The declaration, ordered by state Health Commissioner Dr. James McDonald, impacts health care workers at numerous facilities including hospitals and nursing homes as well as those at certified home health agencies and diagnostic and treatment centers.

Lab-confirmed influenza cases have been steadily ticking up across the state, with an increase of 34% outside of New York City and 21% in the five boroughs over the previous week as of Nov. 25. This year is relatively mild compared last year, but worse than two years ago. There were more than 27,000 lab-confirmed cases across the state for the week ending Nov. 26, 2022, compared to 4,061 this year. There were 1,137 lab-confirmed cases for a similar week in 2021.

“We have now declared that flu is prevalent in New York State, which means health care personnel who are not vaccinated against the flu this season need to take extra precautions and wear a mask in health care facilities, as they are exposed to sick patients and come into close contact with those most vulnerable to the flu,” McDonald said in a statement.

Nationally, there have been at least 1.8 million illnesses, 17,000 hospitalizations and 1,100 deaths from the flu this season, according to estimates from the Centers for Disease Control and Prevention. The agency said eight pediatric deaths have been recorded so far this season as a result of the flu.

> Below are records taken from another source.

/* Error taxonomy for the HID++ protocol client.
 *
 * Protocol errors (reported by the device in an error frame) are kept apart
 * from transport errors (I/O on the hidraw node) because recovery differs:
 * protocol errors never take a device offline, transport errors are split
 * into recoverable and terminal by errno. */

use nix::errno::Errno;
use thiserror::Error;

use crate::hid::endpoint::CommandError;

/* HID++ 2.0 feature-call error codes. Wire values are bit-exact; byte 5 of a
 * response frame whose feature index is 0xff. */
#[derive(Debug, Error, Clone, Copy, PartialEq, Eq)]
pub enum HidppError {
    #[error("unknown error")]
    Unknown,
    #[error("invalid argument")]
    InvalidArgument,
    #[error("out of range")]
    OutOfRange,
    #[error("hardware error")]
    HardwareError,
    #[error("internal error")]
    Internal,
    #[error("invalid feature index")]
    InvalidFeatureIndex,
    #[error("invalid function id")]
    InvalidFunctionId,
    #[error("device busy")]
    Busy,
    #[error("unsupported")]
    Unsupported,
    #[error("unexpected error code 0x{0:02x}")]
    Other(u8),
}

impl HidppError {
    pub fn from_code(code: u8) -> Self {
        match code {
            1 => Self::Unknown,
            2 => Self::InvalidArgument,
            3 => Self::OutOfRange,
            4 => Self::HardwareError,
            5 => Self::Internal,
            6 => Self::InvalidFeatureIndex,
            7 => Self::InvalidFunctionId,
            8 => Self::Busy,
            9 => Self::Unsupported,
            other => Self::Other(other),
        }
    }

    pub fn code(&self) -> u8 {
        match self {
            Self::Unknown => 1,
            Self::InvalidArgument => 2,
            Self::OutOfRange => 3,
            Self::HardwareError => 4,
            Self::Internal => 5,
            Self::InvalidFeatureIndex => 6,
            Self::InvalidFunctionId => 7,
            Self::Busy => 8,
            Self::Unsupported => 9,
            Self::Other(code) => *code,
        }
    }
}

#[derive(Debug, Error)]
pub enum DeviceError {
    #[error("failed to open {path}: {source}")]
    Open {
        path: String,
        #[source]
        source: std::io::Error,
    },

    #[error("malformed report descriptor: {0}")]
    Descriptor(#[from] crate::hid::parser::ParseError),

    #[error("no report usable for feature calls")]
    NoReport,

    #[error("device speaks HID++ version {version}, version 2 required")]
    UnsupportedProtocol { version: u8 },

    #[error("device error: {0}")]
    Hidpp(#[from] HidppError),

    #[error("feature 0x{feature_id:04x} not present on device")]
    FeatureNotFound { feature_id: u16 },

    #[error("payload of {size} bytes exceeds largest device report")]
    PayloadTooLarge { size: usize },

    #[error("command timed out")]
    Timeout,

    #[error("command queue full")]
    QueueFull,

    #[error("I/O error: {0}")]
    Io(Errno),

    #[error("malformed or mismatched response")]
    BadResponse,
}

impl DeviceError {
    /* Transient transport failures worth the retry-and-resync dance. */
    pub fn is_recoverable(&self) -> bool {
        matches!(self, Self::Io(Errno::EIO) | Self::Io(Errno::EINTR))
    }

    /* Device-reported errors: surfaced to the caller, never fatal. */
    pub fn is_protocol(&self) -> bool {
        matches!(
            self,
            Self::Hidpp(_) | Self::FeatureNotFound { .. } | Self::BadResponse
        )
    }
}

impl From<CommandError> for DeviceError {
    fn from(err: CommandError) -> Self {
        match err {
            CommandError::Timeout => Self::Timeout,
            CommandError::Cancelled => Self::Io(Errno::ECANCELED),
            CommandError::QueueFull => Self::QueueFull,
            CommandError::Send(errno) | CommandError::Receive(errno) => Self::Io(errno),
        }
    }
}
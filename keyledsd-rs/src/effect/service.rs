/* Effect service: the per-effect facade through which plugins see the
 * engine. Read-only device identity and key information, typed access to
 * the plugin's configuration block, pooled render targets and data-file
 * loading. One instance exists per live effect and is owned together with
 * it. */

use std::collections::HashMap;
use std::ffi::{CStr, CString};
use std::os::raw::{c_char, c_void};
use std::path::PathBuf;
use std::sync::Arc;
use std::time::Duration;

use tracing::{debug, error, info, trace, warn};

use super::abi::ServiceTable;
use crate::config::{ConfigValue, PluginConf};
use crate::keydb::{KeyDatabase, KeyGroup};
use crate::render::{RGBAColor, RenderTarget};

/* Log levels plugins use, matching the daemon's logging policy. */
pub const LOG_CRITICAL: u32 = 0;
pub const LOG_ERROR: u32 = 1;
pub const LOG_WARNING: u32 = 2;
pub const LOG_INFO: u32 = 3;
pub const LOG_VERBOSE: u32 = 4;
pub const LOG_DEBUG: u32 = 5;

pub struct EffectService {
    effect_name: String,
    device_name: String,
    device_model: String,
    device_serial: String,
    key_db: Arc<KeyDatabase>,
    key_groups: Vec<KeyGroup>,
    config: PluginConf,
    colors: HashMap<String, RGBAColor>,
    data_paths: Vec<PathBuf>,

    /* render-target pool: short-lived effects reuse buffers */
    free_targets: Vec<RenderTarget>,
    active_targets: Vec<RenderTarget>,

    file_buf: Option<Vec<u8>>,
    cstr_cache: HashMap<String, CString>,
}

impl EffectService {
    #[allow(clippy::too_many_arguments)]
    pub fn new(
        effect_name: impl Into<String>,
        device_name: impl Into<String>,
        device_model: impl Into<String>,
        device_serial: impl Into<String>,
        key_db: Arc<KeyDatabase>,
        key_groups: Vec<KeyGroup>,
        config: PluginConf,
        colors: HashMap<String, RGBAColor>,
        data_paths: Vec<PathBuf>,
    ) -> Self {
        Self {
            effect_name: effect_name.into(),
            device_name: device_name.into(),
            device_model: device_model.into(),
            device_serial: device_serial.into(),
            key_db,
            key_groups,
            config,
            colors,
            data_paths,
            free_targets: Vec::new(),
            active_targets: Vec::new(),
            file_buf: None,
            cstr_cache: HashMap::new(),
        }
    }

    pub fn device_name(&self) -> &str {
        &self.device_name
    }

    pub fn device_model(&self) -> &str {
        &self.device_model
    }

    pub fn device_serial(&self) -> &str {
        &self.device_serial
    }

    pub fn key_db(&self) -> &KeyDatabase {
        &self.key_db
    }

    pub fn key_groups(&self) -> &[KeyGroup] {
        &self.key_groups
    }

    pub fn configuration(&self) -> &PluginConf {
        &self.config
    }

    pub fn colors(&self) -> &HashMap<String, RGBAColor> {
        &self.colors
    }

    /* --- typed configuration access ---------------------------------- */

    pub fn get_string(&self, key: &str) -> Option<&str> {
        self.config.get(key).and_then(ConfigValue::as_scalar)
    }

    pub fn get_int(&self, key: &str) -> Option<i64> {
        self.get_string(key)?.trim().parse().ok()
    }

    pub fn get_int_in(&self, key: &str, min: i64, max: i64) -> Option<i64> {
        self.get_int(key).filter(|v| (min..=max).contains(v))
    }

    /* "250", "250ms", "3s" or "2m"; bare numbers are milliseconds. */
    pub fn get_duration(&self, key: &str) -> Option<Duration> {
        parse_duration(self.get_string(key)?)
    }

    /* Named palette entries take precedence over literal color syntax. */
    pub fn get_color(&self, key: &str) -> Option<RGBAColor> {
        let text = self.get_string(key)?;
        self.resolve_color(text)
    }

    /* A color sequence under `key`, with the legacy fallback of scalar
     * options `key0`, `key1`, ... treated as one sequence. */
    pub fn get_colors(&self, key: &str) -> Vec<RGBAColor> {
        if let Some(seq) = self.config.get(key).and_then(ConfigValue::as_sequence) {
            return seq.iter().filter_map(|t| self.resolve_color(t)).collect();
        }
        let mut colors = Vec::new();
        for idx in 0usize.. {
            let Some(text) = self.get_string(&format!("{key}{idx}")) else {
                break;
            };
            if let Some(color) = self.resolve_color(text) {
                colors.push(color);
            }
        }
        colors
    }

    pub fn get_key_group(&self, key: &str) -> Option<&KeyGroup> {
        let name = self.get_string(key)?;
        self.key_groups.iter().find(|g| g.name() == name)
    }

    fn resolve_color(&self, text: &str) -> Option<RGBAColor> {
        if let Some(color) = self.colors.get(text) {
            return Some(*color);
        }
        RGBAColor::parse(text)
    }

    /* --- render-target pool ------------------------------------------ */

    pub fn create_render_target(&mut self) -> RenderTarget {
        self.free_targets
            .pop()
            .unwrap_or_else(|| RenderTarget::new(self.key_db.len()))
    }

    pub fn destroy_render_target(&mut self, target: RenderTarget) {
        self.free_targets.push(target);
    }

    /* --- data files --------------------------------------------------- */

    /* Read a file from the effect-data search path. The buffer stays owned
     * by the service until the next call; an empty path just releases it. */
    pub fn get_file(&mut self, relpath: &str) -> &[u8] {
        self.file_buf = None;
        if relpath.is_empty() || relpath.contains("..") {
            return &[];
        }
        for dir in &self.data_paths {
            if let Ok(data) = std::fs::read(dir.join(relpath)) {
                self.file_buf = Some(data);
                break;
            }
        }
        self.file_buf.as_deref().unwrap_or(&[])
    }

    /* --- logging ------------------------------------------------------ */

    pub fn log(&self, level: u32, message: &str) {
        let effect = self.effect_name.as_str();
        match level {
            LOG_CRITICAL | LOG_ERROR => error!(effect, "{message}"),
            LOG_WARNING => warn!(effect, "{message}"),
            LOG_INFO => info!(effect, "{message}"),
            LOG_VERBOSE => debug!(effect, "{message}"),
            _ => trace!(effect, "{message}"),
        }
    }
}

/* Owns an EffectService together with the ABI table pointing at it. Boxed
 * so the ctx pointer stays valid for the effect's whole lifetime. */
pub struct ServiceBox {
    pub table: ServiceTable,
    pub service: EffectService,
}

impl ServiceBox {
    pub fn new(service: EffectService) -> Box<Self> {
        let mut boxed = Box::new(Self {
            table: ServiceTable {
                ctx: std::ptr::null_mut(),
                get_config: svc_get_config,
                log: svc_log,
                target_size: svc_target_size,
                create_render_target: svc_create_render_target,
                destroy_render_target: svc_destroy_render_target,
                get_file: svc_get_file,
            },
            service,
        });
        boxed.table.ctx = &mut boxed.service as *mut EffectService as *mut c_void;
        boxed
    }
}

/* ABI shims. Each recovers the service from the opaque ctx pointer; the
 * pointer is valid as long as the owning ServiceBox is alive, which the
 * effect instance guarantees. */

unsafe fn service_from(ctx: *mut c_void) -> &'static mut EffectService {
    &mut *(ctx as *mut EffectService)
}

unsafe extern "C" fn svc_get_config(ctx: *mut c_void, key: *const c_char) -> *const c_char {
    if ctx.is_null() || key.is_null() {
        return std::ptr::null();
    }
    let service = service_from(ctx);
    let Ok(key) = CStr::from_ptr(key).to_str() else {
        return std::ptr::null();
    };
    let Some(value) = service.get_string(key).map(str::to_string) else {
        return std::ptr::null();
    };
    let entry = service
        .cstr_cache
        .entry(key.to_string())
        .or_insert_with(|| CString::new(value).unwrap_or_default());
    entry.as_ptr()
}

unsafe extern "C" fn svc_log(ctx: *mut c_void, level: u32, message: *const c_char) {
    if ctx.is_null() || message.is_null() {
        return;
    }
    let service = service_from(ctx);
    service.log(level, &CStr::from_ptr(message).to_string_lossy());
}

unsafe extern "C" fn svc_target_size(ctx: *mut c_void) -> usize {
    if ctx.is_null() {
        return 0;
    }
    service_from(ctx).key_db.len()
}

unsafe extern "C" fn svc_create_render_target(ctx: *mut c_void) -> *mut RGBAColor {
    if ctx.is_null() {
        return std::ptr::null_mut();
    }
    let service = service_from(ctx);
    let mut target = service.create_render_target();
    let ptr = target.as_mut_ptr();
    service.active_targets.push(target);
    ptr
}

unsafe extern "C" fn svc_destroy_render_target(ctx: *mut c_void, ptr: *mut RGBAColor) {
    if ctx.is_null() || ptr.is_null() {
        return;
    }
    let service = service_from(ctx);
    if let Some(pos) = service
        .active_targets
        .iter_mut()
        .position(|t| t.as_mut_ptr() == ptr)
    {
        let target = service.active_targets.swap_remove(pos);
        service.destroy_render_target(target);
    }
}

unsafe extern "C" fn svc_get_file(
    ctx: *mut c_void,
    relpath: *const c_char,
    len: *mut usize,
) -> *const u8 {
    if ctx.is_null() || relpath.is_null() || len.is_null() {
        return std::ptr::null();
    }
    let service = service_from(ctx);
    let Ok(relpath) = CStr::from_ptr(relpath).to_str() else {
        *len = 0;
        return std::ptr::null();
    };
    let data = service.get_file(relpath);
    *len = data.len();
    if data.is_empty() {
        std::ptr::null()
    } else {
        data.as_ptr()
    }
}

/* "250" (ms), "250ms", "3s", "2m" */
pub fn parse_duration(text: &str) -> Option<Duration> {
    let text = text.trim();
    if let Some(num) = text.strip_suffix("ms") {
        return num.trim().parse().ok().map(Duration::from_millis);
    }
    if let Some(num) = text.strip_suffix('s') {
        return num.trim().parse().ok().map(Duration::from_secs);
    }
    if let Some(num) = text.strip_suffix('m') {
        return num.trim().parse::<u64>().ok().map(|m| Duration::from_secs(m * 60));
    }
    text.parse().ok().map(Duration::from_millis)
}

“We are seeing sporadic cases of the flu but I wouldn’t call it prevalent here yet,” said Dr. Neal Shipley, medical director at Northwell-GoHealth Urgent Care. “We are expecting, as the holidays come and people are gathering together and getting on airplanes, that we will see a rise in all of the upper respiratory viruses — flu, COVID-19 and RSV.”

Shipley said vaccine fatigue and hesitancy might be preventing more people, particularly children and adults, from getting this year’s flu vaccine, even though it’s the best way to stave off serious illness from the virus.

“The flu virus changes every year and people need to get the vaccine to protect themselves and others,” he said.

Shipley said health care workers at Northwell-GoHealth who are not vaccinated against the flu are already required to wear masks as part of the system’s own policy.